• [Activity]
Restate the data that follows exactly as it stands, beginning with the first line and ending with the line that contains "pub fn from_map(map: &FeatureMap)".

Stored data entries:
__________________________________________________

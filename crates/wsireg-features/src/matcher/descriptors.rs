use crate::pyramid::FeatureMap;

/// Per-cell unit-length descriptors, cell-major (`height x width x channels`).
pub(crate) struct Descriptors {
    pub height: usize,
    pub width: usize,
    channels: usize,
    data: Vec<f32>,
}

impl Descriptors {
    pub fn from_map(map: &FeatureMap) -> Self {
        let (channels, height, width) = map.shape();
        let mut data = vec![0.0f32; channels * height * width];
        for c in 0..channels {
            for (idx, &v) in map.plane(c).iter().enumerate() {
                data[idx * channels + c] = v;
            }
        }
        if channels > 0 {
            for cell in data.chunks_exact_mut(channels) {
                let norm = cell.iter().map(|v| v * v).sum::<f32>().sqrt();
                // all-zero cells stay zero and score 0 against everything
                if norm > f32::EPSILON {
                    cell.iter_mut().for_each(|v| *v /= norm);
                }
            }
        }
        Self {
            height,
            width,
            channels,
            data,
        }
    }

    #[inline]
    pub fn len(&self) -> usize {
        self.height * self.width
    }

    #[inline]
    pub fn cell(&self, idx: usize) -> &[f32] {
        &self.data[idx * self.channels..(idx + 1) * self.channels]
    }

    #[inline]
    pub fn at(&self, y: usize, x: usize) -> &[f32] {
        self.cell(y * self.width + x)
    }
}

#[inline]
pub(crate) fn cosine(a: &[f32], b: &[f32]) -> f32 {
    a.iter().zip(b).map(|(x, y)| x * y).sum()
}
//! Coarse-to-fine correspondence search over a [`FeaturePyramid`].
//!
//! The coarsest stage is searched all-to-all; every surviving match is then
//! handed down stage by stage and only re-scored inside a small window, so the
//! cost stays near-linear in the size of the finer maps.

mod coarse;
mod descriptors;
mod params;
mod refine;

pub use params::MatchParams;

use crate::pyramid::{FeaturePyramid, StageFeatures, StageKind};
use coarse::{coarse_matches, CellMatch};
use descriptors::Descriptors;
use nalgebra::Point2;
use refine::refine_matches;
use wsireg_core::Result;

#[cfg(feature = "tracing")]
use tracing::instrument;

/// Correspondences in input-image pixel coordinates.
///
/// `fixed[i]` and `moving[i]` form one pair, `confidence[i]` is its cosine
/// similarity at the finest stage.
#[derive(Clone, Debug, Default, PartialEq)]
pub struct MatchedPoints {
    pub fixed: Vec<Point2<f64>>,
    pub moving: Vec<Point2<f64>>,
    pub confidence: Vec<f32>,
}

impl MatchedPoints {
    pub fn len(&self) -> usize {
        self.fixed.len()
    }

    pub fn is_empty(&self) -> bool {
        self.fixed.is_empty()
    }

    fn from_cells(cells: &[CellMatch], downsample: usize) -> Self {
        // centre of the d x d pixel block, pixel centres on integers
        let d = downsample as f64;
        let to_pixel = |(y, x): (usize, usize)| {
            Point2::new((x as f64 + 0.5) * d - 0.5, (y as f64 + 0.5) * d - 0.5)
        };
        let mut out = MatchedPoints {
            fixed: Vec::with_capacity(cells.len()),
            moving: Vec::with_capacity(cells.len()),
            confidence: Vec::with_capacity(cells.len()),
        };
        for c in cells {
            out.fixed.push(to_pixel(c.fixed));
            out.moving.push(to_pixel(c.moving));
            out.confidence.push(c.similarity);
        }
        out
    }
}

/// Match the fixed and moving activations of a pyramid, coarse to fine.
#[cfg_attr(feature = "tracing", instrument(level = "info", skip(pyramid, params)))]
pub fn match_features(pyramid: &FeaturePyramid, params: &MatchParams) -> Result<MatchedPoints> {
    params.validate()?;

    let coarse = pyramid.stage(StageKind::Coarse);
    let mut cells = coarse_matches(
        &Descriptors::from_map(&coarse.fixed),
        &Descriptors::from_map(&coarse.moving),
        params,
    );

    let mut outer = coarse;
    for kind in [StageKind::Mid, StageKind::Fine] {
        let inner = pyramid.stage(kind);
        let ratio = outer.downsample / inner.downsample;
        let before = cells.len();
        cells = refine_matches(
            &cells,
            ratio,
            &Descriptors::from_map(&inner.fixed),
            &Descriptors::from_map(&inner.moving),
            params,
        );
        log::debug!(
            "{kind:?} stage: {} matches from {before} parents (ratio {ratio})",
            cells.len()
        );
        outer = inner;
    }

    Ok(MatchedPoints::from_cells(
        &cells,
        pyramid.stage(StageKind::Fine).downsample,
    ))
}

/// Like [`match_features`], taking the stages as a coarse-to-fine list.
///
/// Anything other than exactly three stages is a `FeatureStageMismatch`.
pub fn match_feature_stages(
    stages: Vec<StageFeatures>,
    params: &MatchParams,
) -> Result<MatchedPoints> {
    let pyramid = FeaturePyramid::from_stages(stages)?;
    match_features(&pyramid, params)
}
use crate::backbone::FeatureBackbone;
use crate::pyramid::FeaturePyramid;
use wsireg_core::{ImageView, RegistrationError, Result};

#[cfg(feature = "tracing")]
use tracing::instrument;

/// Run the frozen backbone once on the batch `[fixed, moving]`.
///
/// Both images must be RGB with identical shape; the moving image is expected
/// to be already prealigned into the fixed frame.
#[cfg_attr(
    feature = "tracing",
    instrument(level = "info", skip(backbone, fixed, moving), fields(width = fixed.width, height = fixed.height))
)]
pub fn extract_features(
    backbone: &dyn FeatureBackbone,
    fixed: &ImageView<'_>,
    moving: &ImageView<'_>,
) -> Result<FeaturePyramid> {
    fixed.ensure_rgb()?;
    moving.ensure_rgb()?;
    if fixed.shape() != moving.shape() {
        return Err(RegistrationError::InvalidImageFormat(format!(
            "feature extraction needs equally sized images, got {:?} and {:?}",
            fixed.shape(),
            moving.shape()
        )));
    }

    let pyramid = backbone.forward([fixed, moving])?;
    for (kind, stage) in pyramid.stages() {
        log::debug!(
            "{kind:?} stage: {:?} activations, downsample {}",
            stage.fixed.shape(),
            stage.downsample
        );
    }
    Ok(pyramid)
}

__________________________________________________

• [Task solution]
filename crates/wsireg-features/src/matcher/descriptors.rs
use crate::pyramid::FeatureMap;

/// Per-cell unit-length descriptors, cell-major (`height x width x channels`).
pub(crate) struct Descriptors {
    pub height: usize,
    pub width: usize,
    channels: usize,
    data: Vec<f32>,
}

impl Descriptors {
    pub fn from_map(map: &FeatureMap) -> Self {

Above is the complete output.